TASK REQUIREMENTS >> The answer must consist only of the lines from the line with "if let Ok(naive)" to the line with "pub fn render_message(message: &Message)", both included, exactly as they stand below.

Top of INFORMATION GIVEN

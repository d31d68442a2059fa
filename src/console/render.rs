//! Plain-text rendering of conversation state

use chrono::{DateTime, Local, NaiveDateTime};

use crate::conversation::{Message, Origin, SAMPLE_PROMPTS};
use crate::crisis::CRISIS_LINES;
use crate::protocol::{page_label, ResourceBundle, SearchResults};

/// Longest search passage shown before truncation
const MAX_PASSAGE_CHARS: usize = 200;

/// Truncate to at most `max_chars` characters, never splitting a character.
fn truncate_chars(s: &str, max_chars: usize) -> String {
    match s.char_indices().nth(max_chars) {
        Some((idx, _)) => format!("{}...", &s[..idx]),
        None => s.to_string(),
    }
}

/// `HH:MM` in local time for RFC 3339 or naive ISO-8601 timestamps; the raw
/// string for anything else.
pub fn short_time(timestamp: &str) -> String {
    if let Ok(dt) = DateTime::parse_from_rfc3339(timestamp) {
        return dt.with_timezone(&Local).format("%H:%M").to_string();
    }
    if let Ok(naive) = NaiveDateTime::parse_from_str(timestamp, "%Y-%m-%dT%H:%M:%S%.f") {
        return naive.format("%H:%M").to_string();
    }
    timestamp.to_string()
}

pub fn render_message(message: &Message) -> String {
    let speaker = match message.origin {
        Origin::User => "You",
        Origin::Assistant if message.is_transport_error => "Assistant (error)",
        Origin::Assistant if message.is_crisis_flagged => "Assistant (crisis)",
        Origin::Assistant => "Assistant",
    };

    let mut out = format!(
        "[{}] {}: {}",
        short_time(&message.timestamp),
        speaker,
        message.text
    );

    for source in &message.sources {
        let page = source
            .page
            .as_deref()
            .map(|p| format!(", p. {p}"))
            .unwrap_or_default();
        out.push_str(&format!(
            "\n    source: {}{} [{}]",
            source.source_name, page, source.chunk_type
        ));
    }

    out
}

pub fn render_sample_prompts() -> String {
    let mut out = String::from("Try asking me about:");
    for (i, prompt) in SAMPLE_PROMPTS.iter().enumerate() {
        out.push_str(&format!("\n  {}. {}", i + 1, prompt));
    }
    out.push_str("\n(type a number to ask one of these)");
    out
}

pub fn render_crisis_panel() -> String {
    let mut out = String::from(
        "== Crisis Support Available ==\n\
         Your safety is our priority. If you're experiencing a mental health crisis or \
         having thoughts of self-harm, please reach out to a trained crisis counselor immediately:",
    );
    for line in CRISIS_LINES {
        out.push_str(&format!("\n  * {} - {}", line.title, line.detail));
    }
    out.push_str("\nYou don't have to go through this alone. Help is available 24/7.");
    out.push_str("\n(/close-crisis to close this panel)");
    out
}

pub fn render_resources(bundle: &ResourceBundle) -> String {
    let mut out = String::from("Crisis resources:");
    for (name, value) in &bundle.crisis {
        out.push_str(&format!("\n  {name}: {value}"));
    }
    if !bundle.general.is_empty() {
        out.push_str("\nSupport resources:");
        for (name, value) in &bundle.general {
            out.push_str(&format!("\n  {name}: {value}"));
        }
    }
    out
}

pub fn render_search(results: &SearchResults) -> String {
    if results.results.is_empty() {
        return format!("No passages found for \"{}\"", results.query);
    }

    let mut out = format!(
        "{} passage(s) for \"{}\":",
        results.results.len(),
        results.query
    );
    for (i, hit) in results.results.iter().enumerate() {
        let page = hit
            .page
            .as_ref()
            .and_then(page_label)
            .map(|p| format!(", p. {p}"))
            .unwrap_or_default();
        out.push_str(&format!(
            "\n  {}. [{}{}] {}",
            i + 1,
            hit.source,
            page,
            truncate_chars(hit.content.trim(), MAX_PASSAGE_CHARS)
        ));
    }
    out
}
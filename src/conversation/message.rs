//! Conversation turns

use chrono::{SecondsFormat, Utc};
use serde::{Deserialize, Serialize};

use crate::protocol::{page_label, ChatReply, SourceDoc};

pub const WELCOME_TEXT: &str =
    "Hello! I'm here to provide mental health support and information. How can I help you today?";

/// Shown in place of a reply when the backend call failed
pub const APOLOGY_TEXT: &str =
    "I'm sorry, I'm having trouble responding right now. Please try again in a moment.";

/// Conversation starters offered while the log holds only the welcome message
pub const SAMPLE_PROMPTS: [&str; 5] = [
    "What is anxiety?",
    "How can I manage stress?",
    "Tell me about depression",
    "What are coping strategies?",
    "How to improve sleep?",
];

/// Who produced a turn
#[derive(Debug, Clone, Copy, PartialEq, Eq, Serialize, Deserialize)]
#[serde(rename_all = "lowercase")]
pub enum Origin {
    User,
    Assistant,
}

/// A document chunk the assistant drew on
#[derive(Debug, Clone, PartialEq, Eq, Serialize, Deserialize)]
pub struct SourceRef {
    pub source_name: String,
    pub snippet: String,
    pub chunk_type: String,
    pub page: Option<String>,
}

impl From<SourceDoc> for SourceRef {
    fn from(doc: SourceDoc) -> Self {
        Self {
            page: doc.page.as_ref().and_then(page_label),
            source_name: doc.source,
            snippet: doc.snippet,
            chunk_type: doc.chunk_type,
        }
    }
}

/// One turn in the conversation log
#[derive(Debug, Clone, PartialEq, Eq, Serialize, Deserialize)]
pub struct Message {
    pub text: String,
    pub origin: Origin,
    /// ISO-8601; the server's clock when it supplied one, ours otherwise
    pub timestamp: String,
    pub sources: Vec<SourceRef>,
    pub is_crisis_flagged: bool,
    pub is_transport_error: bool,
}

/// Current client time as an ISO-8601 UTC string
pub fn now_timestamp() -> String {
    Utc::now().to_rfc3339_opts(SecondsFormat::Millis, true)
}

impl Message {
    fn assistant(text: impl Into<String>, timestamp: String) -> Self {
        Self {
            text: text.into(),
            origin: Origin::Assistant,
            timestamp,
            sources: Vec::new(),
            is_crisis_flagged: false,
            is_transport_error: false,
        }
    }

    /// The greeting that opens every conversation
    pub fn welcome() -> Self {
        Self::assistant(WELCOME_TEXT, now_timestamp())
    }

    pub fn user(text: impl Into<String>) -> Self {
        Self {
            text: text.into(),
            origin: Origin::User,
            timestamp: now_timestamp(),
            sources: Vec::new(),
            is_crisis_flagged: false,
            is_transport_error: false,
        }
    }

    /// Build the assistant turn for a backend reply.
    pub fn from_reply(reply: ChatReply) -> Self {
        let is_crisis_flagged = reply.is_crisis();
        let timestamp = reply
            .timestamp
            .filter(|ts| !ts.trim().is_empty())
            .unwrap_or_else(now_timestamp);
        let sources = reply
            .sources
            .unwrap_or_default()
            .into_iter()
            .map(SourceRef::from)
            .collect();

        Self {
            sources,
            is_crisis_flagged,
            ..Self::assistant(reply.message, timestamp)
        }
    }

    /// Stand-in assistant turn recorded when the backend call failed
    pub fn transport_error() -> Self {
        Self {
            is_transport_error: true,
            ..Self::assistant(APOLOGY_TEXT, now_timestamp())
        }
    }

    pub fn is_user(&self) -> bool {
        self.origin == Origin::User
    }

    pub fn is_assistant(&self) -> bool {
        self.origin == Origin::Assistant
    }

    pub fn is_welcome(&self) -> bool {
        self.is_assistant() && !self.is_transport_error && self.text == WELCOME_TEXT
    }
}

Bottom of INFORMATION GIVEN
Top of INFORMATION GIVEN

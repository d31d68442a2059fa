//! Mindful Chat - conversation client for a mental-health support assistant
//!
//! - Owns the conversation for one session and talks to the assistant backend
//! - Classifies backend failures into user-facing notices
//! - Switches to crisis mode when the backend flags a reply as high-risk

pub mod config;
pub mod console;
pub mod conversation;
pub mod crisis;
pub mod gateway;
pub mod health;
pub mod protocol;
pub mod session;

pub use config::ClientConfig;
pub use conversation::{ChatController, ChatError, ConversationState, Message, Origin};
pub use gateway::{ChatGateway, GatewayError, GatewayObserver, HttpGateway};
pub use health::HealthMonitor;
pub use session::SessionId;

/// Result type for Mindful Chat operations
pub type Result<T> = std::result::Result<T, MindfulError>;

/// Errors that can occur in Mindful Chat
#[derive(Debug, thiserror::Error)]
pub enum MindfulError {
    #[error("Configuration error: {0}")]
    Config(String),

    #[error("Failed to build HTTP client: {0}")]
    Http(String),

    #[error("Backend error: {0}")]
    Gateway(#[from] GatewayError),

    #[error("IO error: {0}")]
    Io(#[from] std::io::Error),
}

Bottom of INFORMATION GIVEN

REPLY >>
    if let Ok(naive) = NaiveDateTime::parse_from_str(timestamp, "%Y-%m-%dT%H:%M:%S%.f") {
        return naive.format("%H:%M").to_string();
    }
    timestamp.to_string()
}

pub fn render_message(message: &Message) -> String {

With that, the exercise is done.